Aleksandra Dolezal | Graduate & Postdoctoral Studies

Aleksandra Dolezal

U of Guelph Integrative Biology PhD candidate Aleksandra Dolezal in the field

Advice for Prospective Grad Students… 

Volunteering and trying out different career experiences is essential to knowing what you like/what you are good at. I often volunteer my time to entomological societies or writing blog posts for the public so I can gain more skills in scientific communication. Practicing your skills is what helps build them up.  


Integrative Biology

Why I Chose Guelph… 

Due to the scholarships and the many opportunities the University of Guelph has provided me with during my MSc, I can think of no better place my skills and career goals align with better than at the University of Guelph. Further, the research project I am determined to complete with Andrew MacDougall involves the extensive farm network (ALUS) with which he and others in the the College of Biological Science have strong ties.

How did you get to be a PhD candidate at Guelph?  

I started out as a pastry chef and worked in the culinary industry for several years but molecular gastronomy got me excited about science and chemistry. I found my love for insect ecology in my undergraduate degree at the University of Toronto and have not strayed from that path since. I worked at the ROM as assistant to the entomology curator during my time at U of T. I have completed an MSc project under Andrew Macdougall at U of G and continued in his lab for my PhD.      

About My Advisor… 

My advisor is a mentor and motivator to me. Since I have completed my MSc in his lab he knows more of my strengths and weaknesses and continues to help shape and advise me to making good research choices and career goals. For example, he has connected me with "BugNet" which is a collaborative global research network studying global change drivers on insect communities. With his connection, I know have a paper in the works with this network and will be presenting findings at the upcoming ICECOL2022 conference in Geneva, Switzerland as well as the University of Bern.    

About the work you are doing here… 

My research tests plant-animal interactions in agroecosystems, targeting the regional and local forces, including human influences that determine arthropod communities' distribution, assembly, and function. My work is interdisciplinary, merging theory and application from ecological and socioeconomic realms, including significant farmer outreach.

How Will Your Research Improve Life?

My PhD Chapter 2 focuses on predator-prey interactions, testing predatory spiders' diet in farms with terrestrial (crop) and aquatic systems (wetlands). Restored semi-natural habitats in agricultural landscapes will undoubtedly change these food web dynamics. I intend to highlight the potential value that natural areas (wetlands) have on trophic interactions that positively impact agroecosystems–such as increased resiliency, biocontrol, or resource stability through time. This chapter tests whether spiders are effective biocontrol agents and whether their diet changes seasonally or spatially depending on which habitat type is present. This project will include cutting-edge research on the spider predator diet collaborating with the Biodiversity Institute of Ontario (BIO). The future of food is changing, and I want to be apart of that change.

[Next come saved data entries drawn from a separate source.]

pub mod models {
    pub mod tado;
}

pub mod client;
pub mod config;
pub mod coordinator;
pub mod fake;
pub mod provider;
pub mod registry;
pub mod shutdown;
pub mod snapshot;
pub mod zone_state;
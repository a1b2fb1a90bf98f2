//! Subscribers the coordinator broadcasts to.

use crossbeam::channel::Sender;
use std::collections::BTreeMap;
use std::sync::Arc;

use crate::snapshot::Snapshot;

/// Identifies one registration. Allocated in increasing order, so ordering by id is
/// ordering by registration.
#[derive(Debug, Copy, Clone, PartialEq, Eq, Hash, PartialOrd, Ord)]
pub struct SubscriberId(pub(crate) u64);

impl core::fmt::Display for SubscriberId {
    fn fmt(&self, f: &mut core::fmt::Formatter<'_>) -> core::fmt::Result {
        write!(f, "#{}", self.0)
    }
}

pub type SnapshotSender = Sender<Arc<Snapshot>>;

/// Owned exclusively by the coordinator thread.
#[derive(Debug, Default)]
pub struct SubscriptionRegistry {
    subscribers: BTreeMap<SubscriberId, SnapshotSender>,
}

impl SubscriptionRegistry {
    pub fn new() -> Self {
        Self::default()
    }

    /// Returns false if the id was already registered; the previous sender is replaced.
    pub fn add(&mut self, id: SubscriberId, sender: SnapshotSender) -> bool {
        self.subscribers.insert(id, sender).is_none()
    }

    pub fn remove(&mut self, id: SubscriberId) -> bool {
        self.subscribers.remove(&id).is_some()
    }

    pub fn len(&self) -> usize {
        self.subscribers.len()
    }

    pub fn is_empty(&self) -> bool {
        self.subscribers.is_empty()
    }

    /// Registration order.
    pub fn iter(&self) -> impl Iterator<Item = (SubscriberId, &SnapshotSender)> {
        self.subscribers.iter().map(|(id, tx)| (*id, tx))
    }

    /// Drops the given subscribers, returning how many were actually present.
    pub fn prune(&mut self, ids: &[SubscriberId]) -> usize {
        ids.iter().filter(|id| self.remove(**id)).count()
    }
}
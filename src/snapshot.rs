//! Immutable view of one successful poll.

use chrono::{DateTime, Utc};
use serde::Serialize;
use std::collections::BTreeMap;

use crate::models::tado::{MobileDeviceId, Power, ZoneId};
use crate::zone_state::{classify, Overlay, OverlayMode, ZoneState};

#[derive(Debug, Clone, PartialEq, Eq, Serialize)]
pub struct Zone {
    pub id: ZoneId,
    pub name: String,
}

#[derive(Debug, Clone, Copy, PartialEq, Default, Serialize)]
pub struct SensorReading {
    pub temperature_celsius: f64,
    pub humidity_percentage: f64,
}

#[derive(Debug, Clone, PartialEq, Serialize)]
pub struct ZoneInfo {
    pub power: Power,
    /// Absent while the zone is powered off.
    pub target_temperature_celsius: Option<f64>,
    pub overlay: Option<Overlay>,
    pub sensor: SensorReading,
    pub heating_power_percentage: f64,
}

impl ZoneInfo {
    pub fn overlay_mode(&self) -> OverlayMode {
        self.overlay.map_or(OverlayMode::None, |o| o.mode)
    }

    pub fn state(&self) -> ZoneState {
        classify(self.power, self.overlay_mode(), self.overlay.map(|o| o.termination))
    }
}

/// A tracked mobile device and its geofencing status.
#[derive(Debug, Clone, PartialEq, Eq, Serialize)]
pub struct MobileDeviceInfo {
    pub id: MobileDeviceId,
    pub name: String,
    pub geo_tracking_enabled: bool,
    pub at_home: bool,
    pub stale: bool,
}

#[derive(Debug, Clone, PartialEq, Default, Serialize)]
pub struct WeatherInfo {
    pub outside_temperature_celsius: f64,
    pub solar_intensity_percentage: f64,
    /// Provider label, e.g. `SUN` or `CLOUDY_PARTLY`. Empty when not reported.
    pub weather_state: String,
}

#[derive(Debug, Clone, PartialEq, Serialize)]
pub struct Snapshot {
    pub taken_at: DateTime<Utc>,
    pub zones: BTreeMap<ZoneId, Zone>,
    pub zone_info: BTreeMap<ZoneId, ZoneInfo>,
    pub users: BTreeMap<MobileDeviceId, MobileDeviceInfo>,
    pub weather: WeatherInfo,
}

impl Snapshot {
    pub fn zone_state(&self, id: ZoneId) -> Option<ZoneState> {
        self.zone_info.get(&id).map(ZoneInfo::state)
    }

    pub fn zone_states(&self) -> BTreeMap<ZoneId, ZoneState> {
        self.zone_info.iter().map(|(id, info)| (*id, info.state())).collect()
    }

    /// Finds a zone by id, falling back to an exact name match. An empty name never
    /// matches.
    pub fn lookup_zone(&self, id: ZoneId, name: &str) -> Option<&Zone> {
        self.zones
            .get(&id)
            .or_else(|| self.zones.values().find(|z| !name.is_empty() && z.name == name))
    }

    /// Finds a tracked device by id, falling back to an exact name match.
    pub fn lookup_user(&self, id: MobileDeviceId, name: &str) -> Option<&MobileDeviceInfo> {
        self.users
            .get(&id)
            .or_else(|| self.users.values().find(|u| !name.is_empty() && u.name == name))
    }
}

During my MSc at the University of Guelph I have had experience with field surveys in agroecosystems, experience with significant farmer outreach, and even some experience with policy makers. From all these experiences, I have come to better understand the many viewpoints and where knowledge is lacking or is not well connected. I think the University of Guelph has made great strides in addressing these issues by creating the Food from Thought research program that I am heavily involved with. The goal of this program is to develop innovative solutions that improve both the sustainability and productivity of agricultural production at global, landscape, and micro scales. This program also brings together people from different disciplines and agro-food sectors to create better knowledge transmission.

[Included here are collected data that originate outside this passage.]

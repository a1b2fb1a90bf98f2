//! Synthetic home for running without tado° credentials.
//!
//! Values follow daily and seasonal curves with seeded noise, so consecutive polls
//! look like a plausible house rather than white noise.

use chrono::{DateTime, Datelike, Timelike, Utc, Weekday};
use rand::rngs::SmallRng;
use rand::{Rng, SeedableRng};
use std::cell::RefCell;
use std::f64::consts::PI;
use thiserror::Error;

use crate::models::tado::{MobileDeviceId, Power, ZoneId};
use crate::provider::RemoteProvider;
use crate::snapshot::{MobileDeviceInfo, SensorReading, WeatherInfo, Zone, ZoneInfo};
use crate::zone_state::{Overlay, OverlayMode, TerminationType};

const ZONE_NAMES: [&str; 8] = [
    "Living Room",
    "Kitchen",
    "Bedroom 1",
    "Bedroom 2",
    "Home Office",
    "Bathroom",
    "Hallway",
    "Nursery",
];
const DEVICE_NAMES: [&str; 2] = ["Alice's phone", "Bob's phone"];

#[derive(Debug, Error)]
#[error("zone {0} does not exist in the fake home")]
pub struct UnknownZone(pub ZoneId);

pub struct FakeProvider {
    rng: RefCell<SmallRng>,
    clock: fn() -> DateTime<Utc>,
}

impl Default for FakeProvider {
    fn default() -> Self {
        Self::new(0x0420_1337_DEAD_BEEF)
    }
}

impl FakeProvider {
    pub fn new(seed: u64) -> Self {
        FakeProvider {
            rng: RefCell::new(SmallRng::seed_from_u64(seed)),
            clock: Utc::now,
        }
    }

    /// Pins the time the curves are evaluated at.
    pub fn with_clock(mut self, clock: fn() -> DateTime<Utc>) -> Self {
        self.clock = clock;
        self
    }

    fn outside_temp(&self, now: DateTime<Utc>, rng: &mut SmallRng) -> f64 {
        let seasonal = (annual_fraction(now) * 2.0 * PI).sin() * 12.0;
        let diurnal = ((day_fraction(now) - 0.3) * 2.0 * PI).sin() * 5.0;
        (8.5 + seasonal + diurnal + rng.random_range(-1.8..=1.8)).clamp(-12.0, 34.0)
    }
}

impl RemoteProvider for FakeProvider {
    type Error = UnknownZone;

    fn list_mobile_devices(&self) -> Result<Vec<MobileDeviceInfo>, UnknownZone> {
        let now = (self.clock)();
        let mut rng = self.rng.borrow_mut();
        let away_hours = !is_weekend(now.weekday()) && (8..17).contains(&now.hour());
        Ok(DEVICE_NAMES
            .iter()
            .enumerate()
            .map(|(index, name)| MobileDeviceInfo {
                id: MobileDeviceId(index as i64 + 1),
                name: (*name).to_string(),
                geo_tracking_enabled: true,
                at_home: !away_hours || rng.random_bool(0.1),
                stale: rng.random_bool(0.05),
            })
            .collect())
    }

    fn get_weather(&self) -> Result<WeatherInfo, UnknownZone> {
        let now = (self.clock)();
        let mut rng = self.rng.borrow_mut();
        let outside = self.outside_temp(now, &mut rng);
        let daylight = ((day_fraction(now) - 0.5) * PI * 2.0).cos().max(0.0);
        let solar = (daylight * 100.0 * rng.random_range(0.35..=1.0)).clamp(0.0, 100.0);
        Ok(WeatherInfo {
            outside_temperature_celsius: outside,
            solar_intensity_percentage: solar,
            weather_state: classify_weather(outside, solar, &mut rng).to_string(),
        })
    }

    fn list_zones(&self) -> Result<Vec<Zone>, UnknownZone> {
        Ok(ZONE_NAMES
            .iter()
            .enumerate()
            .map(|(index, name)| Zone {
                id: ZoneId(index as i64 + 1),
                name: (*name).to_string(),
            })
            .collect())
    }

    fn get_zone_info(&self, zone_id: ZoneId) -> Result<ZoneInfo, UnknownZone> {
        let index = usize::try_from(zone_id.0 - 1)
            .ok()
            .filter(|i| *i < ZONE_NAMES.len())
            .ok_or(UnknownZone(zone_id))?;
        let now = (self.clock)();
        let mut rng = self.rng.borrow_mut();
        let zone_index = index as f64;

        // A few zones carry fixed overrides so every state shows up in a snapshot.
        let (power, overlay) = match ZONE_NAMES[index] {
            "Hallway" => (Power::Off, None),
            "Bathroom" => (Power::On, Some((OverlayMode::Permanent, TerminationType::Manual))),
            "Home Office" if !is_weekend(now.weekday()) => {
                (Power::On, Some((OverlayMode::Timer, TerminationType::Timer)))
            }
            "Nursery" => (Power::On, Some((OverlayMode::NextBlock, TerminationType::NextTimeBlock))),
            _ => (Power::On, None),
        };

        let outside = self.outside_temp(now, &mut rng);
        let setpoint = (20.2 + zone_index * 0.35 + routine_profile(day_fraction(now)) * 1.2
            + rng.random_range(-0.45..=0.45))
        .clamp(17.5, 24.5);
        let inside = (setpoint - (setpoint - outside).max(0.0) * rng.random_range(0.12..=0.22)
            + rng.random_range(-0.6..=0.6))
        .clamp(15.0, 26.5);
        let humidity = (50.0 + (18.0 - outside).clamp(-12.0, 12.0) * 0.8 + rng.random_range(-6.0..=6.0))
            .clamp(30.0, 75.0);
        let heating = match power {
            Power::Off => 0.0,
            Power::On => ((setpoint - inside).max(0.0) * 55.0 + rng.random_range(0.0..=12.0)).clamp(0.0, 100.0),
        };

        Ok(ZoneInfo {
            power,
            target_temperature_celsius: (power == Power::On).then_some(setpoint),
            overlay: overlay.map(|(mode, termination)| Overlay { mode, termination }),
            sensor: SensorReading {
                temperature_celsius: inside,
                humidity_percentage: humidity,
            },
            heating_power_percentage: heating,
        })
    }
}

fn day_fraction(ts: DateTime<Utc>) -> f64 {
    ts.time().num_seconds_from_midnight() as f64 / 86_400.0
}

fn annual_fraction(ts: DateTime<Utc>) -> f64 {
    ts.ordinal0() as f64 / 365.0
}

fn classify_weather(outside_temp: f64, solar_intensity: f64, rng: &mut SmallRng) -> &'static str {
    let precipitation_roll: f64 = rng.random_range(0.0..1.0);
    if solar_intensity > 70.0 && precipitation_roll > 0.25 {
        "SUN"
    } else if outside_temp < -1.5 {
        if precipitation_roll > 0.5 { "SCATTERED_SNOW" } else { "SNOW" }
    } else if solar_intensity < 22.0 {
        if precipitation_roll > 0.65 {
            "RAIN"
        } else if precipitation_roll > 0.35 {
            "SCATTERED_RAIN"
        } else {
            "CLOUDY"
        }
    } else if solar_intensity < 45.0 {
        "CLOUDY_MOSTLY"
    } else {
        "CLOUDY_PARTLY"
    }
}

fn routine_profile(day_fraction: f64) -> f64 {
    let morning_peak = gaussian(day_fraction, 0.27, 0.045) * 1.8;
    let evening_peak = gaussian(day_fraction, 0.77, 0.05) * 2.0;
    (morning_peak + evening_peak).max(0.0)
}

fn gaussian(x: f64, center: f64, width: f64) -> f64 {
    let exponent = -((x - center) * (x - center)) / (2.0 * width * width);
    exponent.exp()
}

fn is_weekend(weekday: Weekday) -> bool {
    matches!(weekday, Weekday::Sat | Weekday::Sun)
}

What is it like to be a grad student at Guelph?

We get a lot of opportunities but sometimes we need to search for them. I always take a moment to explain the process of scholarships and awards to new grad students coming into the department because there is sometimes no advertisement of them. The past few years Integrative Bio has done a better job of talking about those and helping students with those needs. Grad school can be tough because life in Guelph can be expensive. Take advantage of all the awards and events U of G has to offer!  

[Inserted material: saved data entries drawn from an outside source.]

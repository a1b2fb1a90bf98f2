//! Classification of a zone's control mode from its power and overlay.

use serde::Serialize;

use crate::models::tado::{self, Power};

/// Semantic control mode of a zone, derived from its current setting and overlay.
#[derive(Debug, Copy, Clone, PartialEq, Eq, Hash, Serialize)]
#[serde(rename_all = "SCREAMING_SNAKE_CASE")]
pub enum ZoneState {
    Unknown,
    Off,
    Auto,
    TemporaryManual,
    Manual,
}

impl core::fmt::Display for ZoneState {
    fn fmt(&self, f: &mut core::fmt::Formatter<'_>) -> core::fmt::Result {
        let s = match self {
            ZoneState::Unknown => "unknown",
            ZoneState::Off => "off",
            ZoneState::Auto => "auto",
            ZoneState::TemporaryManual => "temporary manual",
            ZoneState::Manual => "manual",
        };
        f.pad(s)
    }
}

/// How an overlay on top of the schedule ends.
#[derive(Debug, Copy, Clone, PartialEq, Eq, Hash, Serialize)]
#[serde(rename_all = "SCREAMING_SNAKE_CASE")]
pub enum OverlayMode {
    None,
    Permanent,
    Timer,
    NextBlock,
    Unknown,
}

#[derive(Debug, Copy, Clone, PartialEq, Eq, Hash, Serialize)]
#[serde(rename_all = "SCREAMING_SNAKE_CASE")]
pub enum TerminationType {
    Manual,
    Timer,
    NextTimeBlock,
    TadoMode,
    Unknown,
}

/// Manual override of a zone's schedule.
#[derive(Debug, Copy, Clone, PartialEq, Eq, Serialize)]
pub struct Overlay {
    pub mode: OverlayMode,
    pub termination: TerminationType,
}

impl Overlay {
    /// Derives the overlay from the API's termination block.
    ///
    /// `typeSkillBasedApp` is the more specific of the two fields (the API reports a
    /// `NEXT_TIME_BLOCK` overlay as `TIMER` with a computed expiry), so it wins when set.
    pub fn from_wire(overlay: &tado::ZoneOverlay) -> Self {
        use tado::ZoneOverlayTerminationType as T;
        use tado::ZoneOverlayTerminationTypeSkillBasedApp as S;

        let termination = overlay.termination.as_ref();
        let skill = termination.and_then(|t| t.type_skill_based_app);
        let kind = termination.and_then(|t| t.r#type);

        let termination = match (skill, kind) {
            (Some(S::Manual), _) => TerminationType::Manual,
            (Some(S::Timer), _) => TerminationType::Timer,
            (Some(S::NextTimeBlock), _) => TerminationType::NextTimeBlock,
            (Some(S::TadoMode), _) => TerminationType::TadoMode,
            (Some(S::Unknown) | None, Some(T::Manual)) => TerminationType::Manual,
            (Some(S::Unknown) | None, Some(T::Timer)) => TerminationType::Timer,
            (Some(S::Unknown) | None, Some(T::NextTimeBlock)) => TerminationType::NextTimeBlock,
            (Some(S::Unknown) | None, Some(T::TadoMode)) => TerminationType::TadoMode,
            (Some(S::Unknown) | None, Some(T::Unknown) | None) => TerminationType::Unknown,
        };

        let mode = match termination {
            TerminationType::Manual => OverlayMode::Permanent,
            TerminationType::Timer => OverlayMode::Timer,
            TerminationType::NextTimeBlock | TerminationType::TadoMode => OverlayMode::NextBlock,
            TerminationType::Unknown => OverlayMode::Unknown,
        };

        Overlay { mode, termination }
    }
}

/// Classifies a zone. Power-off dominates any overlay; `termination` never changes
/// the outcome.
pub fn classify(power: Power, mode: OverlayMode, _termination: Option<TerminationType>) -> ZoneState {
    if power == Power::Off {
        return ZoneState::Off;
    }
    match mode {
        OverlayMode::None => ZoneState::Auto,
        OverlayMode::Permanent => ZoneState::Manual,
        OverlayMode::Timer | OverlayMode::NextBlock => ZoneState::TemporaryManual,
        OverlayMode::Unknown => ZoneState::Unknown,
    }
}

I love all the greenspace our campus has. Walking in the Arboretum Centre or going to sit in the greenhouse by the UC have been nice de-stressors. Guelph is an awesome city to live in. We have good music festivals, great food, and even better people. The city is full of student events which are often free.     

What are your future plans?

My ultimate career goal is to be a museum curator of entomology. I really love scientific communication and take every opportunity to practice this skill. The many graduate conferences at U of G or the Food from Thought research workshops have been a tremendous help in the past. I also have been an organizer of Guelph Bug Day for the past three years to bring my knowledge of insects to the community of Guelph.